> Task objective
Restate each of the lines given below, word for word.

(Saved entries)
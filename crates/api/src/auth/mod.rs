//! Request authentication
//!
//! Team identity is established upstream by the authentication gateway and
//! arrives as the `X-Team-Id` header. Operator routes use a static bearer
//! token.

pub mod middleware;

pub use middleware::{require_admin, require_team, TeamContext, TEAM_ID_HEADER};
//! Subscription Lifecycle Manager
//!
//! Owns a team's subscription slot: subscribe, preview and apply plan/seat
//! changes, cancel, and the read paths. Every mutation runs in one database
//! transaction that locks, in order, the team row, the current subscription
//! row and the wallet row, then commits wallet, ledger and subscription
//! writes together or not at all.
//!
//! "Active" always means `status = 'active' AND expiry_date > now`; rows
//! past their expiry are inactive on read even before the sweeper marks them.

use rust_decimal::Decimal;
use serde::{Deserialize, Serialize};
use sqlx::PgPool;
use teamwallet_shared::{PageParams, PaginatedResponse};
use time::OffsetDateTime;
use uuid::Uuid;

use crate::config::BillingConfig;
use crate::error::{BillingError, BillingResult};
use crate::ledger::{Ledger, NewLedgerEntry, ReferenceType, TransactionType, WalletTransaction};
use crate::plans::{fetch_plan, Plan};
use crate::pricing::{self, ceil_days, BillingCycle, CostBreakdown};
use crate::proration::{calculate_proration, ProrationInput, ProrationResult};
use crate::sql_types::text_column;
use crate::txn::{begin_billing_tx, lock_team, PgTx};
use crate::wallet::{Wallet, WalletStore};

const SUBSCRIPTION_COLUMNS: &str = r#"
    id, team_id, plan_id, member_count, amount_paid, billing_cycle, payment_source,
    subscription_date, started_at, expiry_date, status, wallet_transaction_id,
    previous_subscription_id, ended_at, cancelled_at, created_at, updated_at
"#;

// =============================================================================
// Types
// =============================================================================

#[derive(Debug, Clone, Copy, PartialEq, Eq, Serialize, Deserialize)]
#[serde(rename_all = "lowercase")]
pub enum SubscriptionStatus {
    Active,
    Expired,
    Cancelled,
    /// Replaced by a plan or seat change
    Changed,
}

impl SubscriptionStatus {
    pub fn as_str(&self) -> &'static str {
        match self {
            SubscriptionStatus::Active => "active",
            SubscriptionStatus::Expired => "expired",
            SubscriptionStatus::Cancelled => "cancelled",
            SubscriptionStatus::Changed => "changed",
        }
    }
}

impl std::str::FromStr for SubscriptionStatus {
    type Err = BillingError;

    fn from_str(s: &str) -> Result<Self, Self::Err> {
        match s.trim().to_ascii_lowercase().as_str() {
            "active" => Ok(SubscriptionStatus::Active),
            "expired" => Ok(SubscriptionStatus::Expired),
            "cancelled" | "canceled" => Ok(SubscriptionStatus::Cancelled),
            "changed" => Ok(SubscriptionStatus::Changed),
            other => Err(BillingError::InvalidInput(format!(
                "Unknown subscription status '{}'",
                other
            ))),
        }
    }
}
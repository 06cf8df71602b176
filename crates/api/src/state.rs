//! Shared application state

use std::sync::Arc;

use sqlx::PgPool;
use teamwallet_billing::BillingService;

use crate::config::Config;

#[derive(Clone)]
pub struct AppState {
    pub pool: PgPool,
    pub config: Arc<Config>,
    pub billing: Arc<BillingService>,
}

impl AppState {
    pub fn new(pool: PgPool, config: Config) -> Self {
        let billing = BillingService::new(pool.clone(), config.billing_config());
        Self {
            pool,
            config: Arc::new(config),
            billing: Arc::new(billing),
        }
    }
}
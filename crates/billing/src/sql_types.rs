//! Text-column mapping for billing enums
//!
//! Status and cycle columns are plain TEXT with CHECK constraints, so the
//! enums encode through `&str` and decode via `FromStr`.

/// Implement sqlx `Type`/`Encode`/`Decode` for an enum that has
/// `fn as_str(&self) -> &'static str` and `FromStr<Err = BillingError>`.
macro_rules! text_column {
    ($ty:ty) => {
        impl sqlx::Type<sqlx::Postgres> for $ty {
            fn type_info() -> sqlx::postgres::PgTypeInfo {
                <&str as sqlx::Type<sqlx::Postgres>>::type_info()
            }

            fn compatible(ty: &sqlx::postgres::PgTypeInfo) -> bool {
                <&str as sqlx::Type<sqlx::Postgres>>::compatible(ty)
            }
        }

        impl<'q> sqlx::Encode<'q, sqlx::Postgres> for $ty {
            fn encode_by_ref(
                &self,
                buf: &mut sqlx::postgres::PgArgumentBuffer,
            ) -> Result<sqlx::encode::IsNull, sqlx::error::BoxDynError> {
                <&str as sqlx::Encode<'q, sqlx::Postgres>>::encode_by_ref(&self.as_str(), buf)
            }
        }

        impl<'r> sqlx::Decode<'r, sqlx::Postgres> for $ty {
            fn decode(
                value: sqlx::postgres::PgValueRef<'r>,
            ) -> Result<Self, sqlx::error::BoxDynError> {
                let raw = <&str as sqlx::Decode<'r, sqlx::Postgres>>::decode(value)?;
                raw.parse::<$ty>().map_err(Into::into)
            }
        }
    };
}

pub(crate) use text_column;
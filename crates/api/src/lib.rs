// Test code patterns (expected in test files):
#![cfg_attr(test, allow(clippy::unwrap_used))]
#![cfg_attr(test, allow(clippy::expect_used))]

//! TeamWallet API Library
//!
//! HTTP surface over the billing core: plan catalog, subscriptions, team
//! wallets and operator administration.

pub mod auth;
pub mod config;
pub mod error;
pub mod routes;
pub mod state;

pub use config::{Config, ConfigError, LogFormat};
pub use error::{ApiError, ApiResult};
pub use routes::create_router;
pub use state::AppState;
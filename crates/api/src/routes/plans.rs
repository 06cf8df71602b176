//! Plan catalog routes (team-facing, read-only)

use axum::{
    extract::{Path, State},
    Json,
};
use teamwallet_billing::Plan;
use uuid::Uuid;

use crate::{
    error::{ApiError, ApiResult},
    state::AppState,
};

/// Active plans, in display order
pub async fn list_plans(State(state): State<AppState>) -> ApiResult<Json<Vec<Plan>>> {
    let plans = state.billing.plans.list_plans(false).await?;
    Ok(Json(plans))
}

/// A single plan; deleted plans are hidden from teams
pub async fn get_plan(
    State(state): State<AppState>,
    Path(plan_id): Path<Uuid>,
) -> ApiResult<Json<Plan>> {
    let plan = state.billing.plans.get_plan(plan_id).await?;
    if plan.is_deleted() {
        return Err(ApiError::NotFound(format!("Plan {} not found", plan_id)));
    }
    Ok(Json(plan))
}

> Output for this task
filename crates/api/src/auth/mod.rs
//! Request authentication
//!
//! Team identity is established upstream by the authentication gateway and
//! arrives as the `X-Team-Id` header. Operator routes use a static bearer
//! token.

pub mod middleware;

pub use middleware::{require_admin, require_team, TeamContext, TEAM_ID_HEADER};
//! Subscription Lifecycle Manager
//!
//! Owns a team's subscription slot: subscribe, preview and apply plan/seat
//! changes, cancel, and the read paths. Every mutation runs in one database
//! transaction that locks, in order, the team row, the current subscription
//! row and the wallet row, then commits wallet, ledger and subscription
//! writes together or not at all.
//!
//! "Active" always means `status = 'active' AND expiry_date > now`; rows
//! past their expiry are inactive on read even before the sweeper marks them.

use rust_decimal::Decimal;
use serde::{Deserialize, Serialize};
use sqlx::PgPool;
use teamwallet_shared::{PageParams, PaginatedResponse};
use time::OffsetDateTime;
use uuid::Uuid;

use crate::config::BillingConfig;
use crate::error::{BillingError, BillingResult};
use crate::ledger::{Ledger, NewLedgerEntry, ReferenceType, TransactionType, WalletTransaction};
use crate::plans::{fetch_plan, Plan};
use crate::pricing::{self, ceil_days, BillingCycle, CostBreakdown};
use crate::proration::{calculate_proration, ProrationInput, ProrationResult};
use crate::sql_types::text_column;
use crate::txn::{begin_billing_tx, lock_team, PgTx};
use crate::wallet::{Wallet, WalletStore};

const SUBSCRIPTION_COLUMNS: &str = r#"
    id, team_id, plan_id, member_count, amount_paid, billing_cycle, payment_source,
    subscription_date, started_at, expiry_date, status, wallet_transaction_id,
    previous_subscription_id, ended_at, cancelled_at, created_at, updated_at
"#;

// =============================================================================
// Types
// =============================================================================

#[derive(Debug, Clone, Copy, PartialEq, Eq, Serialize, Deserialize)]
#[serde(rename_all = "lowercase")]
pub enum SubscriptionStatus {
    Active,
    Expired,
    Cancelled,
    /// Replaced by a plan or seat change
    Changed,
}

impl SubscriptionStatus {
    pub fn as_str(&self) -> &'static str {
        match self {
            SubscriptionStatus::Active => "active",
            SubscriptionStatus::Expired => "expired",
            SubscriptionStatus::Cancelled => "cancelled",
            SubscriptionStatus::Changed => "changed",
        }
    }
}

impl std::str::FromStr for SubscriptionStatus {
    type Err = BillingError;

    fn from_str(s: &str) -> Result<Self, Self::Err> {
        match s.trim().to_ascii_lowercase().as_str() {
            "active" => Ok(SubscriptionStatus::Active),
            "expired" => Ok(SubscriptionStatus::Expired),
            "cancelled" | "canceled" => Ok(SubscriptionStatus::Cancelled),
            "changed" => Ok(SubscriptionStatus::Changed),
            other => Err(BillingError::InvalidInput(format!(
                "Unknown subscription status '{}'",
                other
            ))),
        }
    }
}
repository 06cf8df71602b176
filename crates/api/src/state.rs
//! Shared application state

use std::sync::Arc;

use sqlx::PgPool;
use teamwallet_billing::BillingService;

use crate::config::Config;

#[derive(Clone)]
pub struct AppState {
    pub pool: PgPool,
    pub config: Arc<Config>,
    pub billing: Arc<BillingService>,
}

impl AppState {
    pub fn new(pool: PgPool, config: Config) -> Self {
        let billing = BillingService::new(pool.clone(), config.billing_config());
        Self {
            pool,
            config: Arc::new(config),
            billing: Arc::new(billing),
        }
    }
}
filename crates/billing/src/sql_types.rs
//! Text-column mapping for billing enums
//!
//! Status and cycle columns are plain TEXT with CHECK constraints, so the
//! enums encode through `&str` and decode via `FromStr`.

/// Implement sqlx `Type`/`Encode`/`Decode` for an enum that has
/// `fn as_str(&self) -> &'static str` and `FromStr<Err = BillingError>`.
macro_rules! text_column {
    ($ty:ty) => {
        impl sqlx::Type<sqlx::Postgres> for $ty {
            fn type_info() -> sqlx::postgres::PgTypeInfo {
                <&str as sqlx::Type<sqlx::Postgres>>::type_info()
            }

            fn compatible(ty: &sqlx::postgres::PgTypeInfo) -> bool {
                <&str as sqlx::Type<sqlx::Postgres>>::compatible(ty)
            }
        }

        impl<'q> sqlx::Encode<'q, sqlx::Postgres> for $ty {
            fn encode_by_ref(
                &self,
                buf: &mut sqlx::postgres::PgArgumentBuffer,
            ) -> Result<sqlx::encode::IsNull, sqlx::error::BoxDynError> {
                <&str as sqlx::Encode<'q, sqlx::Postgres>>::encode_by_ref(&self.as_str(), buf)
            }
        }

        impl<'r> sqlx::Decode<'r, sqlx::Postgres> for $ty {
            fn decode(
                value: sqlx::postgres::PgValueRef<'r>,
            ) -> Result<Self, sqlx::error::BoxDynError> {
                let raw = <&str as sqlx::Decode<'r, sqlx::Postgres>>::decode(value)?;
                raw.parse::<$ty>().map_err(Into::into)
            }
        }
    };
}

pub(crate) use text_column;
filename crates/api/src/lib.rs
// Test code patterns (expected in test files):
#![cfg_attr(test, allow(clippy::unwrap_used))]
#![cfg_attr(test, allow(clippy::expect_used))]

//! TeamWallet API Library
//!
//! HTTP surface over the billing core: plan catalog, subscriptions, team
//! wallets and operator administration.

pub mod auth;
pub mod config;
pub mod error;
pub mod routes;
pub mod state;

pub use config::{Config, ConfigError, LogFormat};
pub use error::{ApiError, ApiResult};
pub use routes::create_router;
pub use state::AppState;
filename crates/api/src/routes/plans.rs
repository 06cf8df71602b176
//! Plan catalog routes (team-facing, read-only)

use axum::{
    extract::{Path, State},
    Json,
};
use teamwallet_billing::Plan;
use uuid::Uuid;

use crate::{
    error::{ApiError, ApiResult},
    state::AppState,
};

/// Active plans, in display order
pub async fn list_plans(State(state): State<AppState>) -> ApiResult<Json<Vec<Plan>>> {
    let plans = state.billing.plans.list_plans(false).await?;
    Ok(Json(plans))
}

/// A single plan; deleted plans are hidden from teams
pub async fn get_plan(
    State(state): State<AppState>,
    Path(plan_id): Path<Uuid>,
) -> ApiResult<Json<Plan>> {
    let plan = state.billing.plans.get_plan(plan_id).await?;
    if plan.is_deleted() {
        return Err(ApiError::NotFound(format!("Plan {} not found", plan_id)));
    }
    Ok(Json(plan))
}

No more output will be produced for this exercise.